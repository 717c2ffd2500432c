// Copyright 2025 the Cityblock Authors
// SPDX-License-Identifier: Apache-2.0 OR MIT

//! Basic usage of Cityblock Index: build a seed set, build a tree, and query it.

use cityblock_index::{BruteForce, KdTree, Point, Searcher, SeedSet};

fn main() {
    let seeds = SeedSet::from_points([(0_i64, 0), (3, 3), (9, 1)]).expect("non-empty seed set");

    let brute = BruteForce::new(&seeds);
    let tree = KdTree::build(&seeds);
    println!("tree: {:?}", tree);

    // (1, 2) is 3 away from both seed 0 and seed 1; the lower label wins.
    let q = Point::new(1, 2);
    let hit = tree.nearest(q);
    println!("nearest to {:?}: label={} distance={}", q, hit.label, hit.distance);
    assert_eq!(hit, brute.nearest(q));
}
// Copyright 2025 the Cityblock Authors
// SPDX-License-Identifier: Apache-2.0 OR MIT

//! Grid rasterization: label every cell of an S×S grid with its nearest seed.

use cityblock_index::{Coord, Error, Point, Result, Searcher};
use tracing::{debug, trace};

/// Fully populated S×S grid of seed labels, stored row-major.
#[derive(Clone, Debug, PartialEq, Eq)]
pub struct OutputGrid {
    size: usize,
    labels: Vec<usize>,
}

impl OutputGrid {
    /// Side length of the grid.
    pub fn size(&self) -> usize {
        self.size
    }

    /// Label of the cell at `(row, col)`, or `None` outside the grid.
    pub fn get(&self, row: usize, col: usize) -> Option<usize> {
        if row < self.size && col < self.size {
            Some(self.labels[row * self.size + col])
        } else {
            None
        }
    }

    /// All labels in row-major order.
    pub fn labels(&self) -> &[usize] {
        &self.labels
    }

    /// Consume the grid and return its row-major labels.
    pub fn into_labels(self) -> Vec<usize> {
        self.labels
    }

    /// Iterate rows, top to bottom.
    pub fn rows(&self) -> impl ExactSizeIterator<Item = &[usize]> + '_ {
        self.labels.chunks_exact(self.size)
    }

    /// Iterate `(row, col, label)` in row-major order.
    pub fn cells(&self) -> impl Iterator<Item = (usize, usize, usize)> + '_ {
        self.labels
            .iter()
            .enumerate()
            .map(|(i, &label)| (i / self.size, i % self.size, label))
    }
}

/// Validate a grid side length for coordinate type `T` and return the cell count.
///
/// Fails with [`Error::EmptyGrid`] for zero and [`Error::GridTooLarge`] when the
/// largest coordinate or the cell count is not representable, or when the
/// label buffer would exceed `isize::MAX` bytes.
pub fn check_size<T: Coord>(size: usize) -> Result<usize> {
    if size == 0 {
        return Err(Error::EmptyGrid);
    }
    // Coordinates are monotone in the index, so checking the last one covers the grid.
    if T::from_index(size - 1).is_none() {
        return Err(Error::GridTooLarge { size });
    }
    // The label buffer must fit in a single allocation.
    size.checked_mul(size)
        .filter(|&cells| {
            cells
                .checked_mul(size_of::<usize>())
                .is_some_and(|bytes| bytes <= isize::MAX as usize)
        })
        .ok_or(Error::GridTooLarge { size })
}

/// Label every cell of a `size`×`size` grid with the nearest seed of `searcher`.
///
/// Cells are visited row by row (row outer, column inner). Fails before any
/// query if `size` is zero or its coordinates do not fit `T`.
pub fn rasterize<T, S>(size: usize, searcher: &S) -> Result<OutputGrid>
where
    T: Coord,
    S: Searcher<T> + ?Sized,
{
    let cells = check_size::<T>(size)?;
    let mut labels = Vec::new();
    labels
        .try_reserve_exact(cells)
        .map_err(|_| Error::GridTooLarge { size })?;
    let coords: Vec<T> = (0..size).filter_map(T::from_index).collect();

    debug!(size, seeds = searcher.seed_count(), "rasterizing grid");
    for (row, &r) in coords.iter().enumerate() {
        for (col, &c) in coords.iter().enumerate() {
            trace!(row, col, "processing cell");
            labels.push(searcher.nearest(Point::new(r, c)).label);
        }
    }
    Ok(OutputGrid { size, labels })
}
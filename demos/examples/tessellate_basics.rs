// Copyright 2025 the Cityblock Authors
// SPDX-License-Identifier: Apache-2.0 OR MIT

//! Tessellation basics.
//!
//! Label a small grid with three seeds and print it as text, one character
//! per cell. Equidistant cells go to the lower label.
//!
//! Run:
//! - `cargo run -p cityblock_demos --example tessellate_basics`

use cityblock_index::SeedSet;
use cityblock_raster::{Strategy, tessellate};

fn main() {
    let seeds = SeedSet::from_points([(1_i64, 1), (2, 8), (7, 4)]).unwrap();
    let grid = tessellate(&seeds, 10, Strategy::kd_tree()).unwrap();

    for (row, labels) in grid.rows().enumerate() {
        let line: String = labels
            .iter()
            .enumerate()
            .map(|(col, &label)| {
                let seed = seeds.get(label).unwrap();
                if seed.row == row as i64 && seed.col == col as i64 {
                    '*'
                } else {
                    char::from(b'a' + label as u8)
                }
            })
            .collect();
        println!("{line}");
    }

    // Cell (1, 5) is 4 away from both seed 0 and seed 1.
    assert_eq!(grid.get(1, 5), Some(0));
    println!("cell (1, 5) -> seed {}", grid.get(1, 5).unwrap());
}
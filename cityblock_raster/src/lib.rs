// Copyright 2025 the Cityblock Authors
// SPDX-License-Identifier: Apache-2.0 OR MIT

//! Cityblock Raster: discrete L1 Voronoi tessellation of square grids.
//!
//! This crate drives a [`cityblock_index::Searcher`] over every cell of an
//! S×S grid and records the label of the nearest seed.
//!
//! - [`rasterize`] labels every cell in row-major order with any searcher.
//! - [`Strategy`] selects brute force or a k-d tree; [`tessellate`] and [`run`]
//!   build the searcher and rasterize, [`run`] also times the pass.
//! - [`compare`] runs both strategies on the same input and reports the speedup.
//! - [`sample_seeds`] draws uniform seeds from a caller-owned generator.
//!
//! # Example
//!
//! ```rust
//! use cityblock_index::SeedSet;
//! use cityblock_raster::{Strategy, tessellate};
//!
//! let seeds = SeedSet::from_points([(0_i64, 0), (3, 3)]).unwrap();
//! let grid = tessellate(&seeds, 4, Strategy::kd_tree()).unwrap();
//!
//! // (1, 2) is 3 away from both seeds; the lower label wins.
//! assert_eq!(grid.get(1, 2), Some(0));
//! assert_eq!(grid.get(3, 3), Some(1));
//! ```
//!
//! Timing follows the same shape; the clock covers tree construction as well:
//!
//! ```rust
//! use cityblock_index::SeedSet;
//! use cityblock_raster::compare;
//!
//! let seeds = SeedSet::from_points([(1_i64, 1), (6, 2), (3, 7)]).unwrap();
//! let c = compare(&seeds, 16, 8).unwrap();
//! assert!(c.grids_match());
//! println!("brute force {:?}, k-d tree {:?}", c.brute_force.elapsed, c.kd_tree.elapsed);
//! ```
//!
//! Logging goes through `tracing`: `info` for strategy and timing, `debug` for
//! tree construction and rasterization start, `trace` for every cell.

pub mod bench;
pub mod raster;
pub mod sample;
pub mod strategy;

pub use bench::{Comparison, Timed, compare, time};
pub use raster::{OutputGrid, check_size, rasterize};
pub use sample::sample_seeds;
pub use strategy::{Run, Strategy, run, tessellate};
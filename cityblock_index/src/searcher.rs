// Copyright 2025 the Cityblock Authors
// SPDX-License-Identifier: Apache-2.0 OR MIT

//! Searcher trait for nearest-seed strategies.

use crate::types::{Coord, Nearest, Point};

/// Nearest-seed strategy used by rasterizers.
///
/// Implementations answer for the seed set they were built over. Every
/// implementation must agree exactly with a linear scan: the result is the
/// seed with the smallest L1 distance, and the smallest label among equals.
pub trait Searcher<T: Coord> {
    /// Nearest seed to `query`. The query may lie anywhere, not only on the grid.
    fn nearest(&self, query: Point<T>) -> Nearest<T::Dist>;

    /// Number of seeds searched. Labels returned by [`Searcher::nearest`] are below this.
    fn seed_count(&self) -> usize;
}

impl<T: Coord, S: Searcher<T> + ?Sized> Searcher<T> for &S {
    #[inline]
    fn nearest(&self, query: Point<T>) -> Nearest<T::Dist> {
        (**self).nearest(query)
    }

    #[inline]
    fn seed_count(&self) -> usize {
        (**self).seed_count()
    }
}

★ ★ ★

# THE PROBLEM
Report every line of the records that contains the word "must".

# OUTPUT BELOW
    // The label buffer must fit in a single allocation.
/// implementation must agree exactly with a linear scan: the result is the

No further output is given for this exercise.